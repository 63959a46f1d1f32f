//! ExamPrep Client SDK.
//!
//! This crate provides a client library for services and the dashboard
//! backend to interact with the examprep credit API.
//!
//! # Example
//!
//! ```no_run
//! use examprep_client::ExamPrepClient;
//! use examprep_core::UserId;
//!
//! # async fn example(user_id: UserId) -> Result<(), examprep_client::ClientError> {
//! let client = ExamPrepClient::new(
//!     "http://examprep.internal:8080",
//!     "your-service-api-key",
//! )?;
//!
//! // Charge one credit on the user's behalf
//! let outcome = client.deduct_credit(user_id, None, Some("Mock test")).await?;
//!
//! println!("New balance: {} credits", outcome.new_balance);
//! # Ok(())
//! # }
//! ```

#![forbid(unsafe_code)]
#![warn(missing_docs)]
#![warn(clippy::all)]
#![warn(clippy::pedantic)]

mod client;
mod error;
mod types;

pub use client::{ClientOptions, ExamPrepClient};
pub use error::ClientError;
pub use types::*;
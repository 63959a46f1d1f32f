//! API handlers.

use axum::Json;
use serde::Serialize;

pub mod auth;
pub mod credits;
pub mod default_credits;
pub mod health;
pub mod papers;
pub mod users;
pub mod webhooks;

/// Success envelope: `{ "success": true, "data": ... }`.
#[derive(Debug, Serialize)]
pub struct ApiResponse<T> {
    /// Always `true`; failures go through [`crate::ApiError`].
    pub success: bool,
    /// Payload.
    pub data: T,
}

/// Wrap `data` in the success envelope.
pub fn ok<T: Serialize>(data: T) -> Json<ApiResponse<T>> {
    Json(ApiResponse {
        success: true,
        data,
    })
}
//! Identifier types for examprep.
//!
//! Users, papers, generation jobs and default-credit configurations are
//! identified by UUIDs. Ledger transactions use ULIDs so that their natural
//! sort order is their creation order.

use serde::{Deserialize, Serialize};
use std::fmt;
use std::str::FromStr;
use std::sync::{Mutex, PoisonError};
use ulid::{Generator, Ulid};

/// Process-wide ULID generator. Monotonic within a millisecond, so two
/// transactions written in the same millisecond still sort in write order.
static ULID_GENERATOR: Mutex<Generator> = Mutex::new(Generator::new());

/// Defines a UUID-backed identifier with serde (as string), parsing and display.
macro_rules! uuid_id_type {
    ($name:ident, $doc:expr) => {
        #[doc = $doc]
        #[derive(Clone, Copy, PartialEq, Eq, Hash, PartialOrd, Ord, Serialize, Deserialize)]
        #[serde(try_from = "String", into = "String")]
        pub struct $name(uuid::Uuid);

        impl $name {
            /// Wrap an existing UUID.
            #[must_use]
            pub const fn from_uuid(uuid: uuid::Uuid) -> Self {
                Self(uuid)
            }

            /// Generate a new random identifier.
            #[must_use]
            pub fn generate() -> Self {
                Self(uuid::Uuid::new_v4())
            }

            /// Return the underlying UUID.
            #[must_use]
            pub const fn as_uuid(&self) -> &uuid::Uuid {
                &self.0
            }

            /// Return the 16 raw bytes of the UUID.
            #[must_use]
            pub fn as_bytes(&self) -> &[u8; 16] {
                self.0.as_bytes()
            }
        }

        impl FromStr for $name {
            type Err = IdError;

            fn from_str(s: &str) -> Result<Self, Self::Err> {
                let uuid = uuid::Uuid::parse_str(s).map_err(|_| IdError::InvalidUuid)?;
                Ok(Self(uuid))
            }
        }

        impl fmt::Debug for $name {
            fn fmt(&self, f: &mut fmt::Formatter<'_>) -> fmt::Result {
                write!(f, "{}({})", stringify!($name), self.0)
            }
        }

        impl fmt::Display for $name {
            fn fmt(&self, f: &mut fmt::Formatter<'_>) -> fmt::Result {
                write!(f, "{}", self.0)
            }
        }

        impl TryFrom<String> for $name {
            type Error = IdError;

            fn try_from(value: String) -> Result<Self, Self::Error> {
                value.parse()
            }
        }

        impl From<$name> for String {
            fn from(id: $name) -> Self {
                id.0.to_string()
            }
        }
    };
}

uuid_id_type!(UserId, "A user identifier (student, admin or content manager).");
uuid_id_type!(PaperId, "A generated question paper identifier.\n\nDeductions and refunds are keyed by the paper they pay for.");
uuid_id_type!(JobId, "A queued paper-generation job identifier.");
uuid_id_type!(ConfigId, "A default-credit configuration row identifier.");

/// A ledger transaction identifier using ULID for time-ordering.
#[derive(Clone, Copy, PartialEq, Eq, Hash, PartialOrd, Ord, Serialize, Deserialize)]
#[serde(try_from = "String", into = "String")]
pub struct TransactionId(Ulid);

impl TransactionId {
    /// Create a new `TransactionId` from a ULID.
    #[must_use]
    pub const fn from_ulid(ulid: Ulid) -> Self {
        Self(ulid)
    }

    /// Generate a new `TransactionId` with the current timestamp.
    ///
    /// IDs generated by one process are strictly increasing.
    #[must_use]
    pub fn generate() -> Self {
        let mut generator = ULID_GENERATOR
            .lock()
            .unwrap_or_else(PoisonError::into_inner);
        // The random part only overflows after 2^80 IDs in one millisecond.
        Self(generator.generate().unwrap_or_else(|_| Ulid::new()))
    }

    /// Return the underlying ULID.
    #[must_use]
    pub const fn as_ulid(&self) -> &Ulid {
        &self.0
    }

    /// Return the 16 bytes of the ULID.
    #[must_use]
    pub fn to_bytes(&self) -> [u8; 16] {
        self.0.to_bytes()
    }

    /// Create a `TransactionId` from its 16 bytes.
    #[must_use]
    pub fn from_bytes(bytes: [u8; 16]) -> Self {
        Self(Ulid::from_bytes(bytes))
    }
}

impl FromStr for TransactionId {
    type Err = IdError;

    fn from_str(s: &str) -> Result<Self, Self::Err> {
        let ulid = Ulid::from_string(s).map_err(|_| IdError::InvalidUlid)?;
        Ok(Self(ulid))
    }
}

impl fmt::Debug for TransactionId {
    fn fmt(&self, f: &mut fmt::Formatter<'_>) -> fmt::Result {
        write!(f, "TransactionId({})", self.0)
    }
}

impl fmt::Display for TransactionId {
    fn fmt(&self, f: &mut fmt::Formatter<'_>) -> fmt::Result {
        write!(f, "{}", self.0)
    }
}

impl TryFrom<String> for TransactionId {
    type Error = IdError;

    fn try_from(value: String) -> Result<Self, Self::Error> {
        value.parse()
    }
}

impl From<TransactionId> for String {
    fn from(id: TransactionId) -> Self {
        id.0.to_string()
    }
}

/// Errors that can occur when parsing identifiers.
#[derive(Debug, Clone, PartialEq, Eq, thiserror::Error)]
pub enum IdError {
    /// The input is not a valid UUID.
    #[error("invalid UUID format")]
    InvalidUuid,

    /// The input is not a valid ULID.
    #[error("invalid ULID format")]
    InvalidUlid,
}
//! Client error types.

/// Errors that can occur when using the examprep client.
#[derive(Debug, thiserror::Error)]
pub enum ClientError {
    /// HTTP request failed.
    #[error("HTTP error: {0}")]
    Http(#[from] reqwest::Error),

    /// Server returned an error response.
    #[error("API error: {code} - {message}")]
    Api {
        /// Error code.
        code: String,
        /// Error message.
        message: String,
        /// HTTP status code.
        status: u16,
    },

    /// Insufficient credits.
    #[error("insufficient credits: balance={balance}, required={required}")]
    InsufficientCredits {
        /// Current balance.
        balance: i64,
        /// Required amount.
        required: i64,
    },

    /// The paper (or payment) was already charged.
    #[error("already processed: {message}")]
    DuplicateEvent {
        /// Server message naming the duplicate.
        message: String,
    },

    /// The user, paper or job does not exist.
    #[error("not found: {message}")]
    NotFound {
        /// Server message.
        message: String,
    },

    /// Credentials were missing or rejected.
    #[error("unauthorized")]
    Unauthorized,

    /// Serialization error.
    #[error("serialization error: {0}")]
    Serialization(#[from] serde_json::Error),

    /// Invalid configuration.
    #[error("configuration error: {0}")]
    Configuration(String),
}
———
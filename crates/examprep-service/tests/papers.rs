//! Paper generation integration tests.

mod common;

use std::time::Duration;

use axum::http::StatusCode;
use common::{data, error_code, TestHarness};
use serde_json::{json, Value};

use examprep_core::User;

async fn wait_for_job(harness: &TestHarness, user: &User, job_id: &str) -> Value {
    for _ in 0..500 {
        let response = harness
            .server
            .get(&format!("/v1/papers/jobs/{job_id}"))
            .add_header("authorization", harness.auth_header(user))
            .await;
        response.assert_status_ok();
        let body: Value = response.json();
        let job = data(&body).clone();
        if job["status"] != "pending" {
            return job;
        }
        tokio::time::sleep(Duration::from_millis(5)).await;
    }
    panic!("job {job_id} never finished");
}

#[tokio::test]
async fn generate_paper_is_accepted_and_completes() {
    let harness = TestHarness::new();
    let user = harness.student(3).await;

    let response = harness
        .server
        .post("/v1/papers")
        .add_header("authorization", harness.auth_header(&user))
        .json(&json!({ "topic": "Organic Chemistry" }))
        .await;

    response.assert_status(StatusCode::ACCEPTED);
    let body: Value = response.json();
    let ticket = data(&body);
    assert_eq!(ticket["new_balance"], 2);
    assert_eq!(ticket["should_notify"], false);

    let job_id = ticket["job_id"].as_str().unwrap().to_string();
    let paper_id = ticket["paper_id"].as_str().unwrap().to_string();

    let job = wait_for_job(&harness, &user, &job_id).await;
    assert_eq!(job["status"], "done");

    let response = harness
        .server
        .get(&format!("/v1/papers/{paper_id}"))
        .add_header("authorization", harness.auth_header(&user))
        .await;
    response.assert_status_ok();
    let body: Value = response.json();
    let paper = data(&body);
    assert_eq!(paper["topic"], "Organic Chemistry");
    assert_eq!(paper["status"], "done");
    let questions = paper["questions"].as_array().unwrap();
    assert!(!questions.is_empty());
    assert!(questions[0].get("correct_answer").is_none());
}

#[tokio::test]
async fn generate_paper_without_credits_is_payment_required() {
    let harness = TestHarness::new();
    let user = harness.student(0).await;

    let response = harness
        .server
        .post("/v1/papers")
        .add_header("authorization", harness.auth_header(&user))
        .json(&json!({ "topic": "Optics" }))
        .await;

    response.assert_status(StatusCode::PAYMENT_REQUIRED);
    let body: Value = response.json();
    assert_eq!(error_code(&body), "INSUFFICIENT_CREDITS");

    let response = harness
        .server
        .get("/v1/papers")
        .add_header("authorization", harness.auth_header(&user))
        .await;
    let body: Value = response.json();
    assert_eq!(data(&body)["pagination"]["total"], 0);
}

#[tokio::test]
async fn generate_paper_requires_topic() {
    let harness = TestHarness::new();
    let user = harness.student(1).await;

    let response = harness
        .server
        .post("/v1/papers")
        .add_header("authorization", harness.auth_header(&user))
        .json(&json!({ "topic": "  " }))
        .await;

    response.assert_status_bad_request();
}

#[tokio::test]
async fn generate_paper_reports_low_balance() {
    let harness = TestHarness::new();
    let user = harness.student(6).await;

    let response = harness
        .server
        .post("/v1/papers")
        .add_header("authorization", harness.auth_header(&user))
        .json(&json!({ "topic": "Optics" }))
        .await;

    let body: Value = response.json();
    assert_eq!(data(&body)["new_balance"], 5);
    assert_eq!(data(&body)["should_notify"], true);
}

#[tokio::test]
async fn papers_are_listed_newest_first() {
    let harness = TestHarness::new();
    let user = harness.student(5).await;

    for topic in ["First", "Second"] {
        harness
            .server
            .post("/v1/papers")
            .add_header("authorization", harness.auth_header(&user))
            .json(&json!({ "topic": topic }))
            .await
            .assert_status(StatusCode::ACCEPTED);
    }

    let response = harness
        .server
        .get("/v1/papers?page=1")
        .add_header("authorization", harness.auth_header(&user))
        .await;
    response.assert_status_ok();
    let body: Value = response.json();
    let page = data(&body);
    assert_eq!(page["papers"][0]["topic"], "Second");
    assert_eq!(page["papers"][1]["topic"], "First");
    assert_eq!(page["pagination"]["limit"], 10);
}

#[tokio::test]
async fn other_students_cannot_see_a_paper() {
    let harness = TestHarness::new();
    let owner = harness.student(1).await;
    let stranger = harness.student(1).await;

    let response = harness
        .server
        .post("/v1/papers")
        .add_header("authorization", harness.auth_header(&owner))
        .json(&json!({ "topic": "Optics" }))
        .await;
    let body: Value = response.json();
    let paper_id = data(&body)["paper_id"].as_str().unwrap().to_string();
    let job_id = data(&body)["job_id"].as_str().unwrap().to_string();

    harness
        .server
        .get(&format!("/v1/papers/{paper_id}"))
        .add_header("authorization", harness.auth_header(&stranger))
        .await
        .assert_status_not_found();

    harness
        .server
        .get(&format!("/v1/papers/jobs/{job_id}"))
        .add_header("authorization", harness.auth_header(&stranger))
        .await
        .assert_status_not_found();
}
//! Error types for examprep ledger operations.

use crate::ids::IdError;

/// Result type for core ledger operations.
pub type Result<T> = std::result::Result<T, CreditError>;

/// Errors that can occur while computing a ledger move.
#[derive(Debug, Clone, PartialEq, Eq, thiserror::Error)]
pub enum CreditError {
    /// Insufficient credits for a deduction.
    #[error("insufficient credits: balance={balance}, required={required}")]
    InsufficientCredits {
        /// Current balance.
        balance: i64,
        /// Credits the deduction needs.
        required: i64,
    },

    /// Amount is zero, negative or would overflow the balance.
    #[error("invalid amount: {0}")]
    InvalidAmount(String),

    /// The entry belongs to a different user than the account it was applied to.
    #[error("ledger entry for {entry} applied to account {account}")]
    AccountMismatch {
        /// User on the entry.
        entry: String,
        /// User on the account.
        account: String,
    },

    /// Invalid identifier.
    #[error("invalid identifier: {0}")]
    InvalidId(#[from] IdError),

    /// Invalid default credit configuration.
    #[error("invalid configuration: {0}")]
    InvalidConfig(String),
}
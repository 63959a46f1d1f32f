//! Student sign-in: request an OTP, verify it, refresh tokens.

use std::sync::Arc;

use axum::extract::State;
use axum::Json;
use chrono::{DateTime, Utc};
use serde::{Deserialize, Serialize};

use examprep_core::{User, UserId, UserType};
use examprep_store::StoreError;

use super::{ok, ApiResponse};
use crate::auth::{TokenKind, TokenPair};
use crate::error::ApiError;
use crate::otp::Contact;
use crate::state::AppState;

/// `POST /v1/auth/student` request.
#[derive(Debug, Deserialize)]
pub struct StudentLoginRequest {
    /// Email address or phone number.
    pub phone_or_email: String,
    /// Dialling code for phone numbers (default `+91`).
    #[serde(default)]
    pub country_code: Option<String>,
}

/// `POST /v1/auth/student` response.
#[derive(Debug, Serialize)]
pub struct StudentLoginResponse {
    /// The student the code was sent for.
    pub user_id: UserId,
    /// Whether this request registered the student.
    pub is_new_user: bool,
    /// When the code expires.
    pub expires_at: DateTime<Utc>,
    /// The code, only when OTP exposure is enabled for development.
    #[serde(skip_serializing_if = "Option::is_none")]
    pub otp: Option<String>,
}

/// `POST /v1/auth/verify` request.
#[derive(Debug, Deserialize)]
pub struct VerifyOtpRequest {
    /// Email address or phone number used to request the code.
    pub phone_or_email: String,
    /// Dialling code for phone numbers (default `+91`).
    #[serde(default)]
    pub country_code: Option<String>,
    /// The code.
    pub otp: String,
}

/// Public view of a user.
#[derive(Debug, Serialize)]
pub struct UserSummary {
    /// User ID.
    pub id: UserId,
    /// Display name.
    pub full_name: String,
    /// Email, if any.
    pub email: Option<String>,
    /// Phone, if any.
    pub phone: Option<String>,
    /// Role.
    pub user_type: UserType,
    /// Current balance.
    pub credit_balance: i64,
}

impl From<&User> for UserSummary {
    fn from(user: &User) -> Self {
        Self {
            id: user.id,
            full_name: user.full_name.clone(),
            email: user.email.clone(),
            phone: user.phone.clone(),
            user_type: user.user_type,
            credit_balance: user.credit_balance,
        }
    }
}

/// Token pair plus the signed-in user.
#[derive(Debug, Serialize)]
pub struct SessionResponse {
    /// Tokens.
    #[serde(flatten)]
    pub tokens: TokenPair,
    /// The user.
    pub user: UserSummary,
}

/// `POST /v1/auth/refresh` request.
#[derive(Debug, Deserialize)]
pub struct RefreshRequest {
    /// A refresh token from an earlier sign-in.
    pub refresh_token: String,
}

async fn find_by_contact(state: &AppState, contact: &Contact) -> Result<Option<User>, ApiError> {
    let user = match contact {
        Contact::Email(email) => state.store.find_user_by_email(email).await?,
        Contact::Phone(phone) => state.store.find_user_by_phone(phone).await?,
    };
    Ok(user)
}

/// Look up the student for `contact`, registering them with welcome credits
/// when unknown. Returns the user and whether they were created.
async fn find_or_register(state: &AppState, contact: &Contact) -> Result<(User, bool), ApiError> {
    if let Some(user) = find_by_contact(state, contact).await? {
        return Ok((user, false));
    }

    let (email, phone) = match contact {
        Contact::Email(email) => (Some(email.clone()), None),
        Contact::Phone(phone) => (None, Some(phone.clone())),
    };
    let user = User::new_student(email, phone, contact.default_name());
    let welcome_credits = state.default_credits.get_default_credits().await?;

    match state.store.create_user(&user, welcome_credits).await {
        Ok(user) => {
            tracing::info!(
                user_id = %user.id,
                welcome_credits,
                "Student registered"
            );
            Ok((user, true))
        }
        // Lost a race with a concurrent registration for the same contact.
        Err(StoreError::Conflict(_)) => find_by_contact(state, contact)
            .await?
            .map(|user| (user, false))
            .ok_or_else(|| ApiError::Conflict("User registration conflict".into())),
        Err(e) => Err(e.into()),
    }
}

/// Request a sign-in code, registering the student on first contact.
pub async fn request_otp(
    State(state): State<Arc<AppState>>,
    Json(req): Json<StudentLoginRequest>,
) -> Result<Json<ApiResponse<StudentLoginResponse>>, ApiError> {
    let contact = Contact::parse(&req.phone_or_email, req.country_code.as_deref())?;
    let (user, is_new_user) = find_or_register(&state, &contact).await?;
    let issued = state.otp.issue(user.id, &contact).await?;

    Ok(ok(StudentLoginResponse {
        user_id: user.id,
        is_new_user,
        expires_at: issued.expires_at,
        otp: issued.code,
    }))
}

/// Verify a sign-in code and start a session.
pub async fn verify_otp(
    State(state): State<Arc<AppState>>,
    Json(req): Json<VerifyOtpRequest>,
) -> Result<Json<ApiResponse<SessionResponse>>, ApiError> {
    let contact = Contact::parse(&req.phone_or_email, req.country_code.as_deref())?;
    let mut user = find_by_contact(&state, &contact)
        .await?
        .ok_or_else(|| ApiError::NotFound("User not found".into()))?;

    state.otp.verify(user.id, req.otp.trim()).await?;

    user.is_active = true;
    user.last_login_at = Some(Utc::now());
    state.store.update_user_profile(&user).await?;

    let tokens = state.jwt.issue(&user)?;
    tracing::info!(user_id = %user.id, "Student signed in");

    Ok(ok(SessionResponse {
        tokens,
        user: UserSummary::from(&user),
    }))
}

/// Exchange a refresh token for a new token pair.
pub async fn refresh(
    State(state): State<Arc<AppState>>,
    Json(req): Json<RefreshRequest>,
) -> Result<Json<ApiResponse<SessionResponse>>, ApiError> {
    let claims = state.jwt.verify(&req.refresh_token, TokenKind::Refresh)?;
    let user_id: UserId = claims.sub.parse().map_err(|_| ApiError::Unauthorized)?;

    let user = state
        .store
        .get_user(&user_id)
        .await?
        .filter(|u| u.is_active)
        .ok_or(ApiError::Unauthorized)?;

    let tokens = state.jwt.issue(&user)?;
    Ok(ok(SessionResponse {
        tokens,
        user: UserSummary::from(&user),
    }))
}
———
• REQUIRED WORK
State the number of lines in the records that hold the string "UserType", and add nothing.

• RESPONSE BOX
2